Allison Barber, Ph.D., is the president and chief operating officer of the Indiana Fever,  Indiana's WNBA franchise. Previously, she served as the Chancellor of Western Governors University Indiana, president of Sodenta, an adjunct at Georgetown University, and the Deputy Assistant Secretary of Defense for Internal Communications in the United States Department of Defense.

Boards of Directors 
Barber is the Chair of the Board of Trustees for the Sagamore Institute. She was also named by Indiana Governor, Eric Holcomb, to the board of the Indiana Destination Development Corporation.
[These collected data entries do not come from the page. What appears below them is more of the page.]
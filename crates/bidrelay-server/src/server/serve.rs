//! Assembles the tonic server around a [`StoreService`].

use crate::server::service::StoreService;
use bidrelay_core::proto::{FILE_DESCRIPTOR_SET, store::store_server::StoreServer};
use futures::Stream;
use tokio::io::{AsyncRead, AsyncWrite};
use tonic::{
    codec::CompressionEncoding,
    transport::{Server, server::Connected},
};
use tonic_health::server::HealthReporter;
use tonic_reflection::server::Builder;
use tonic_web::GrpcWebLayer;
use tower::ServiceBuilder;
use tower_http::cors::{Any, CorsLayer};

/// Serves `service` on `incoming` until `signal` resolves.
///
/// Alongside `Store`, the server exposes gRPC health and reflection and
/// accepts gRPC-web. When `signal` fires, health flips to not-serving and the
/// service drains before the transport stops.
pub async fn run_server_with_incoming<I, IO, IE, F>(
    incoming: I,
    service: StoreService,
    signal: F,
) -> anyhow::Result<()>
where
    I: Stream<Item = Result<IO, IE>>,
    IO: AsyncRead + AsyncWrite + Connected + Unpin + Send + 'static,
    IE: Into<tower::BoxError>,
    F: Future<Output = ()>,
{
    let (health_reporter, health_service) = tonic_health::server::health_reporter();
    health_reporter
        .set_serving::<StoreServer<StoreService>>()
        .await;

    let reflection = Builder::configure()
        .register_encoded_file_descriptor_set(FILE_DESCRIPTOR_SET)
        .build_v1()?;

    Server::builder()
        .accept_http1(true)
        .http2_adaptive_window(Some(true))
        .layer(
            ServiceBuilder::new()
                .layer(
                    CorsLayer::new()
                        .allow_origin(Any)
                        .allow_methods(Any)
                        .allow_headers(Any),
                )
                .layer(GrpcWebLayer::new()),
        )
        .add_service(health_service)
        .add_service(reflection)
        .add_service(build_store_service(service.clone()))
        .serve_with_incoming_shutdown(incoming, drain_on(signal, service, health_reporter))
        .await?;

    tracing::info!("Service shut down successfully");
    Ok(())
}

fn build_store_service(service: StoreService) -> StoreServer<StoreService> {
    StoreServer::new(service)
        .send_compressed(CompressionEncoding::Zstd)
        .send_compressed(CompressionEncoding::Gzip)
        .send_compressed(CompressionEncoding::Deflate)
        .accept_compressed(CompressionEncoding::Zstd)
        .accept_compressed(CompressionEncoding::Gzip)
        .accept_compressed(CompressionEncoding::Deflate)
}

async fn drain_on<F>(signal: F, service: StoreService, health_reporter: HealthReporter)
where
    F: Future<Output = ()>,
{
    signal.await;
    tracing::info!("Shutdown signal received, terminating gracefully...");

    // 1. Publish the status
    health_reporter
        .set_not_serving::<StoreServer<StoreService>>()
        .await;

    // 2. Drain in-flight requests
    if let Err(e) = service.shutdown().await {
        tracing::error!("Error during service shutdown: {:?}", e);
    }
}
She also serves on the advisory board of the Elizabeth Dole Foundation.  In addition, Allison continues to serve as an American Red Cross volunteer.

Awards 
Barber was named Nonprofit Communicator of the Year by PR News, as well as a "Woman of Influence" by the Indianapolis Business Journal.

Barber was presented the Department of Defense Medal for Distinguished Public Service by Secretary Rumsfeld.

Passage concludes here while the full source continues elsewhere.